Le pauvre garçon ! ce besoin des obstacles s’alliait mal avec son extrême timidité, qui s’en accroissait de plus en plus ; et son imagination, privée d’issue et ne perdant rien par l’évaporation, fermentait d’autant. Comme elle s’exaltait lorsqu’au Parc, ou au village de Charlottenbourg, il voyait passer et repasser de jolies demoiselles ! Il les suivait de l’œil, et parfois il cherchait, avec toute la réserve possible, à s’attirer quelque peu de leur attention ; mais elles étaient toutes entourées de galans damoiseaux, d’officiers à la voix claire : lui seul était isolé, toutes les places étaient prises, et il pouvait dire comme Macbeth : The table is full.

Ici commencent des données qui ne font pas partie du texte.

//! API Gateway custom authorizer workflow.
//!
//! One handler, no routing. The handler answers with an
//! [`AuthorizerResponse`], set either as the typed or as the raw response.

use crate::{
    builder::WorkflowBuilder, pipeline::Pipeline, registry::HandlerEntry,
    response::into_authorizer_response,
};
use lambda_workflow_core::{
    Action, AuthorizerRequest, AuthorizerResponse, Bootstrap, ErrorKind, Handler,
    RouterBuildError, WorkflowError, boxed_action, boxed_handler,
};
use std::{any::Any, fmt, sync::Arc};

/// A built authorizer workflow.
#[derive(Clone)]
pub struct AuthorizerWorkflow {
    pipeline: Pipeline,
    entry: Arc<HandlerEntry<AuthorizerRequest>>,
}

impl AuthorizerWorkflow {
    /// Start building an authorizer workflow.
    pub fn builder() -> AuthorizerWorkflowBuilder {
        AuthorizerWorkflowBuilder::default()
    }

    /// Handle one authorizer request.
    ///
    /// Returns `Ok(None)` when the handler set no response, and an
    /// `"invalid response"` contract error when it set something other than
    /// an [`AuthorizerResponse`].
    pub fn handle(
        &self,
        event: AuthorizerRequest,
    ) -> Result<Option<AuthorizerResponse>, WorkflowError> {
        let ctx = self.pipeline.invoke(event, None::<()>, &*self.entry)?;
        into_authorizer_response(ctx.into_outcome())
    }

    /// Handle one authorizer request with a platform context attached.
    pub fn handle_with<P>(
        &self,
        platform: P,
        event: AuthorizerRequest,
    ) -> Result<Option<AuthorizerResponse>, WorkflowError>
    where
        P: Any + Send + Sync,
    {
        let ctx = self.pipeline.invoke(event, Some(platform), &*self.entry)?;
        into_authorizer_response(ctx.into_outcome())
    }

    /// Handle a JSON encoded authorizer request.
    ///
    /// A handler setting no response encodes as `null`.
    pub fn handle_payload(&self, payload: &[u8]) -> Result<Vec<u8>, WorkflowError> {
        let event: AuthorizerRequest = serde_json::from_slice(payload)
            .map_err(|e| WorkflowError::from_source(ErrorKind::Decode, e))?;
        let response = self.handle(event)?;
        serde_json::to_vec(&response).map_err(|e| WorkflowError::from_source(ErrorKind::Encode, e))
    }
}

impl fmt::Debug for AuthorizerWorkflow {
    fn fmt(&self, f: &mut fmt::Formatter<'_>) -> fmt::Result {
        f.debug_struct("AuthorizerWorkflow")
            .field("pipeline", &self.pipeline)
            .field("entry", &self.entry)
            .finish()
    }
}

/// Builder for [`AuthorizerWorkflow`].
#[derive(Default)]
pub struct AuthorizerWorkflowBuilder {
    base: WorkflowBuilder,
    entry: Option<HandlerEntry<AuthorizerRequest>>,
}

impl AuthorizerWorkflowBuilder {
    /// Set the handler, replacing any previous one along with its actions.
    pub fn set_handler<H, Args>(mut self, handler: H) -> AuthorizerHandlerBuilder
    where
        H: Handler<AuthorizerRequest, Args>,
        Args: 'static,
    {
        self.entry = Some(HandlerEntry::new(boxed_handler(handler)));
        AuthorizerHandlerBuilder { builder: self }
    }

    /// Append a global action run before the handler.
    pub fn add_pre_action<A: Action>(mut self, action: A) -> Self {
        self.base = self.base.add_pre_action(action);
        self
    }

    /// Append a global action run after the handler.
    pub fn add_post_action<A: Action>(mut self, action: A) -> Self {
        self.base = self.base.add_post_action(action);
        self
    }

    /// Set the factory building the per-invocation injector.
    pub fn set_bootstrap(mut self, bootstrap: Bootstrap) -> Self {
        self.base = self.base.set_bootstrap(bootstrap);
        self
    }

    /// Freeze the workflow. Fails when no handler was set.
    pub fn build(self) -> Result<AuthorizerWorkflow, RouterBuildError> {
        let entry = self.entry.ok_or_else(|| {
            RouterBuildError::BuildFailed("authorizer workflow has no handler".to_string())
        })?;

        Ok(AuthorizerWorkflow {
            pipeline: self.base.into_pipeline(),
            entry: Arc::new(entry),
        })
    }
}

/// Builder scoped to the authorizer handler.
pub struct AuthorizerHandlerBuilder {
    builder: AuthorizerWorkflowBuilder,
}

impl AuthorizerHandlerBuilder {
    /// Append an action run right before the handler.
    pub fn with_pre_action<A: Action>(mut self, action: A) -> Self {
        if let Some(entry) = self.builder.entry.as_mut() {
            entry.push_pre_action(boxed_action(action));
        }
        self
    }

    /// Append an action run right after the handler.
    pub fn with_post_action<A: Action>(mut self, action: A) -> Self {
        if let Some(entry) = self.builder.entry.as_mut() {
            entry.push_post_action(boxed_action(action));
        }
        self
    }

    /// Return to the workflow builder.
    pub fn done(self) -> AuthorizerWorkflowBuilder {
        self.builder
    }

    /// See [`AuthorizerWorkflowBuilder::add_pre_action`].
    pub fn add_pre_action<A: Action>(self, action: A) -> AuthorizerWorkflowBuilder {
        self.builder.add_pre_action(action)
    }

    /// See [`AuthorizerWorkflowBuilder::add_post_action`].
    pub fn add_post_action<A: Action>(self, action: A) -> AuthorizerWorkflowBuilder {
        self.builder.add_post_action(action)
    }

    /// See [`AuthorizerWorkflowBuilder::set_bootstrap`].
    pub fn set_bootstrap(self, bootstrap: Bootstrap) -> AuthorizerWorkflowBuilder {
        self.builder.set_bootstrap(bootstrap)
    }

    /// See [`AuthorizerWorkflowBuilder::build`].
    pub fn build(self) -> Result<AuthorizerWorkflow, RouterBuildError> {
        self.builder.build()
    }
}

#[cfg(test)]
mod tests {
    use super::*;
    use lambda_workflow_core::{Context, Event};

    fn request(token: &str) -> AuthorizerRequest {
        AuthorizerRequest {
            kind: "TOKEN".into(),
            authorization_token: token.into(),
            method_arn: "arn:aws:execute-api:eu-west-1:123:api/prod/GET/car".into(),
        }
    }

    #[test]
    fn test_missing_handler_fails_build() {
        assert!(matches!(
            AuthorizerWorkflow::builder().build(),
            Err(RouterBuildError::BuildFailed(_))
        ));
    }

    #[test]
    fn test_typed_response() {
        let workflow = AuthorizerWorkflow::builder()
            .set_handler(|ctx: &mut Context, Event(req): Event<AuthorizerRequest>| {
                ctx.set_response(AuthorizerResponse::for_principal(req.authorization_token));
            })
            .build()
            .unwrap();

        let response = workflow.handle(request("user-1")).unwrap().unwrap();
        assert_eq!(response.principal_id, "user-1");
    }

    #[test]
    fn test_raw_wins_over_typed() {
        let workflow = AuthorizerWorkflow::builder()
            .set_handler(|ctx: &mut Context| {
                ctx.set_raw_response(AuthorizerResponse::for_principal("raw"));
                ctx.set_response(AuthorizerResponse::for_principal("typed"));
            })
            .build()
            .unwrap();

        let response = workflow.handle(request("t")).unwrap().unwrap();
        assert_eq!(response.principal_id, "raw");
    }

    #[test]
    fn test_no_response_is_none() {
        let workflow = AuthorizerWorkflow::builder()
            .set_handler(|_: &mut Context| {})
            .build()
            .unwrap();

        assert_eq!(workflow.handle(request("t")).unwrap(), None);
        assert_eq!(workflow.handle_payload(br#"{"type":"TOKEN"}"#).unwrap(), b"null");
    }

    #[test]
    fn test_invalid_response() {
        let workflow = AuthorizerWorkflow::builder()
            .set_handler(|ctx: &mut Context| {
                ctx.set_response("allow");
            })
            .build()
            .unwrap();

        let err = workflow.handle(request("t")).unwrap_err();
        assert!(err.is_contract_violation());
        assert_eq!(err.to_string(), "invalid response");
    }
}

Ainsi que les chiens de Terre-Neuve, par un instinct merveilleux parcourent, dit-on, dans les tempêtes, les bords de la mer pour sauver les naufragés, souvent Théodore, à l’approche d’une averse, sortait armé d’un parapluie au secours des jolies filles surprises par l’orage ; mais c’était sans résultat, et comme le dauphin de la fable, il ne sauvait que des singes de l’inondation.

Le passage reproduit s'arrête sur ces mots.